Message from Representative

私たちはこのたび、
「一般社団法人 Active Senior AI Lab(ASAIL)」を設立いたしました。

日本は現在、世界で最も速いスピードで高齢化が進む国です。
シニア人口はすでに3,600万人を超え、2040年には約3,900万人に達すると予測されています。
一方で、若年人口は減少し、社会構造そのものが大きく変化しています。
このような中、AIをはじめとするテクノロジーは急速に進化し、ビジネスや日常生活のあり方を根本から変えつつあります。

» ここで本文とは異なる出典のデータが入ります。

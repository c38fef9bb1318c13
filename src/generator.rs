// Ultralytics 🚀 AGPL-3.0 License - https://ultralytics.com/license
//
// 掩码生成器: 预处理 → 推理 → 拆包 → 过滤 → 贴回

use image::RgbImage;
use ndarray::Array2;
use rayon::prelude::*;
use tracing::{debug, info};

use crate::backend::{InferenceBackend, Specialization};
use crate::config::Hyperparameters;
use crate::error::{MaskError, Result};
use crate::postprocess::{
    most_center_box, union_masks, unpack_inference, BasisLayout, ChannelLayout, Detection,
    DetectionFilter, FrameDetections, NmsConfig, UnpackedOutput,
};
use crate::preprocess::frames_to_tensor;
use crate::FrameMask;

/// 掩码 + 检测框
#[derive(Debug, Clone, PartialEq)]
pub struct MaskData {
    pub found: bool,
    /// 所有人的并集, 帧分辨率
    pub mask: FrameMask,
    pub detections: Vec<Detection>,
}

/// 仅掩码
#[derive(Debug, Clone, PartialEq)]
pub struct FrameMaskData {
    pub found: bool,
    pub mask: FrameMask,
}

/// 掩码 + 最居中框 [x1, y1, x2, y2]
#[derive(Debug, Clone, PartialEq)]
pub struct CenterMaskData {
    pub found: bool,
    pub mask: FrameMask,
    pub center_box: Option<[i32; 4]>,
}

impl CenterMaskData {
    pub fn not_found(height: usize, width: usize) -> Self {
        Self {
            found: false,
            mask: Array2::from_elem((height, width), false),
            center_box: None,
        }
    }
}

impl From<MaskData> for FrameMaskData {
    fn from(data: MaskData) -> Self {
        Self {
            found: data.found,
            mask: data.mask,
        }
    }
}

/// 人体掩码生成器
///
/// 第一次调用时按输入尺寸特化后端, 之后所有调用必须使用相同的空间尺寸,
/// 批大小可以变化。
pub struct MaskGenerator<B> {
    backend: B,
    hyp: Hyperparameters,
    filter: DetectionFilter,
    channels: ChannelLayout,
    specialization: Option<Specialization>,
}

impl<B: InferenceBackend> MaskGenerator<B> {
    pub fn new(backend: B, hyp: Hyperparameters, config: NmsConfig) -> Result<Self> {
        hyp.validate()?;
        let channels = ChannelLayout {
            inference_len: hyp.inference_len(),
            attn_len: hyp.attn_len(),
        };
        let filter = DetectionFilter::new(config, &hyp);
        info!(
            "掩码生成器: mask_resolution={}, attn_resolution={}, num_base={}, conf={}, iou={}",
            hyp.mask_resolution,
            hyp.attn_resolution,
            hyp.num_base,
            config.conf_threshold,
            config.iou_threshold
        );
        Ok(Self {
            backend,
            hyp,
            filter,
            channels,
            specialization: None,
        })
    }

    pub fn hyperparameters(&self) -> &Hyperparameters {
        &self.hyp
    }

    pub fn nms_config(&self) -> &NmsConfig {
        self.filter.config()
    }

    pub fn specialization(&self) -> Option<&Specialization> {
        self.specialization.as_ref()
    }

    pub fn backend(&self) -> &B {
        &self.backend
    }

    /// 批量生成掩码和检测框, 结果顺序与输入一致
    pub fn generate_list(&mut self, frames: &[RgbImage], flip_bgr_rgb: bool) -> Result<Vec<MaskData>> {
        if frames.is_empty() {
            return Ok(Vec::new());
        }
        let (unpacked, frame) = self.infer(frames, flip_bgr_rgb)?;
        let results = self.filter.filter_batch(&unpacked)?;
        Ok(results
            .into_par_iter()
            .map(|r| compose(r, frame))
            .collect())
    }

    /// 单帧生成掩码和检测框
    pub fn generate_once(&mut self, frame: &RgbImage, flip_bgr_rgb: bool) -> Result<MaskData> {
        let (unpacked, size) = self.infer(std::slice::from_ref(frame), flip_bgr_rgb)?;
        let result = self.filter.filter_once(&unpacked)?;
        Ok(compose(result, size))
    }

    pub fn generate_mask_list(
        &mut self,
        frames: &[RgbImage],
        flip_bgr_rgb: bool,
    ) -> Result<Vec<FrameMaskData>> {
        Ok(self
            .generate_list(frames, flip_bgr_rgb)?
            .into_iter()
            .map(FrameMaskData::from)
            .collect())
    }

    pub fn generate_mask_once(&mut self, frame: &RgbImage, flip_bgr_rgb: bool) -> Result<FrameMaskData> {
        Ok(self.generate_once(frame, flip_bgr_rgb)?.into())
    }

    /// 单帧生成掩码, 并选出最居中 (可合并相邻) 的框
    pub fn generate_center_once(
        &mut self,
        frame: &RgbImage,
        flip_bgr_rgb: bool,
        grouping_range_scale: f32,
        disable_merge: bool,
    ) -> Result<CenterMaskData> {
        let data = self.generate_once(frame, flip_bgr_rgb)?;
        let boxes: Vec<_> = data.detections.iter().map(|d| d.bbox).collect();
        let selection = most_center_box(
            &boxes,
            data.mask.dim(),
            grouping_range_scale,
            disable_merge,
        );
        if let Some(selection) = &selection {
            debug!(
                "最居中框 {:?}, 未合并 {} 个",
                selection.pivot.to_int(),
                selection.residual.len()
            );
        }
        Ok(CenterMaskData {
            found: data.found,
            mask: data.mask,
            center_box: selection.map(|s| s.pivot.to_int()),
        })
    }

    fn infer(
        &mut self,
        frames: &[RgbImage],
        flip_bgr_rgb: bool,
    ) -> Result<(UnpackedOutput, (usize, usize))> {
        let input = frames_to_tensor(frames, flip_bgr_rgb)?;
        let (n, _, height, width) = input.dim();
        let basis = self.ensure_specialized(&input)?;

        let t = std::time::Instant::now();
        let raw = self.backend.forward(&input)?;
        debug!("推理耗时 {:?}, 输出形状 {:?}", t.elapsed(), raw.dim());
        if raw.dim().0 != n {
            return Err(MaskError::MalformedOutput(format!(
                "输出批大小 {} 与输入 {} 不一致",
                raw.dim().0,
                n
            )));
        }

        let unpacked = unpack_inference(raw.view(), &self.channels, &basis)?;
        Ok((unpacked, (height, width)))
    }

    /// 首次调用时特化, 之后拒绝不同的空间尺寸
    fn ensure_specialized(&mut self, input: &ndarray::Array4<f32>) -> Result<BasisLayout> {
        let (_, _, height, width) = input.dim();
        match self.specialization {
            Some(spec) if spec.input_size != (height, width) => Err(MaskError::ShapeMismatch {
                expected: spec.input_size,
                actual: (height, width),
            }),
            Some(spec) => Ok(spec.basis),
            None => {
                let spec = Specialization::from_input_size(height, width, self.hyp.num_base);
                info!(
                    "首次输入 {}x{}, 特化后端: 基函数 {}x{}x{}",
                    width, height, spec.basis.num_basis, spec.basis.height, spec.basis.width
                );
                self.backend.specialize(&spec, input)?;
                self.specialization = Some(spec);
                Ok(spec.basis)
            }
        }
    }
}

fn compose(result: Option<FrameDetections>, frame: (usize, usize)) -> MaskData {
    match result {
        Some(det) => {
            let mask = union_masks(det.masks.view(), &det.boxes(), frame);
            MaskData {
                found: true,
                mask,
                detections: det.detections,
            }
        }
        None => MaskData {
            found: false,
            mask: Array2::from_elem(frame, false),
            detections: Vec::new(),
        },
    }
}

しかし、この大きな変化の中で、シニア世代は必ずしも十分にその恩恵を受けているとは言えません。
多くの場合、シニアは「テクノロジーの利用者」として位置づけられ、
「共に創る存在」として見られることはほとんどありません。

また、デジタル格差や社会参加の機会の減少、世代間の分断といった課題も深刻化しています。
しかし、私たちはこの状況を課題ではなく「機会」と捉えています。

アクティブシニアと呼ばれる層は、健康で意欲的であり、
仕事や学習、社会参加に積極的です。
さらに、長年培ってきた経験や知識、人的ネットワークを持ち、
経済的にも一定の余裕があります。

日本の個人金融資産約2,000兆円のうち、
約6割が60歳以上に集中しているという事実は、
この世代がいかに大きな潜在力を持っているかを示しています。

このアクティブシニアがAIと出会い、主体的に関わることで、
新しい価値が生まれるのではないか。
私たちはそう考えました。

ASAILは、アクティブシニアを単なるAIの利用者ではなく、
「AI開発のパートナー」として位置づけ、
企業や大学と連携しながら、AIの研究・開発・実証を行う共創コミュニティです。

具体的には、AI講座やワークショップを通じた学びの場の提供に加え、
多世代交流を促進し、若い世代との協働による新しい価値創造を目指します。

また、企業との共同プロジェクトや実証実験を通じて、
実社会での活用を見据えた取り組みを推進していきます。

この活動の本質は、単なるスキル習得ではありません。
シニアが再び社会と深く関わり、
自らの経験や知識を活かしながら、新たな価値を生み出す主体となることにあります。

また、シニア市場は年間100兆円を超える規模を持つ巨大なマーケットです。
この分野においてAIの活用が進むことで、
新たなサービスやビジネスが生まれ、経済的にも大きな波及効果が期待されます。

ASAILは、こうした社会的価値と経済的価値の両立を目指し、

  • デジタル格差の解消
  • 多世代交流の促進
  • シニアの活性化
  • 新しい社会モデルの創出

に取り組んでまいります。

日本は世界で最も早く高齢化が進む国です。
しかし、それは同時に、
世界に先駆けて新しい高齢社会のモデルを提示できる国でもあります。

私たちは、この挑戦を日本から始め、
やがて世界へと広げていきたいと考えています。

ASAILの取り組みに、ぜひご期待いただくとともに、
多くの皆さまのご参加とご支援を心よりお願い申し上げます。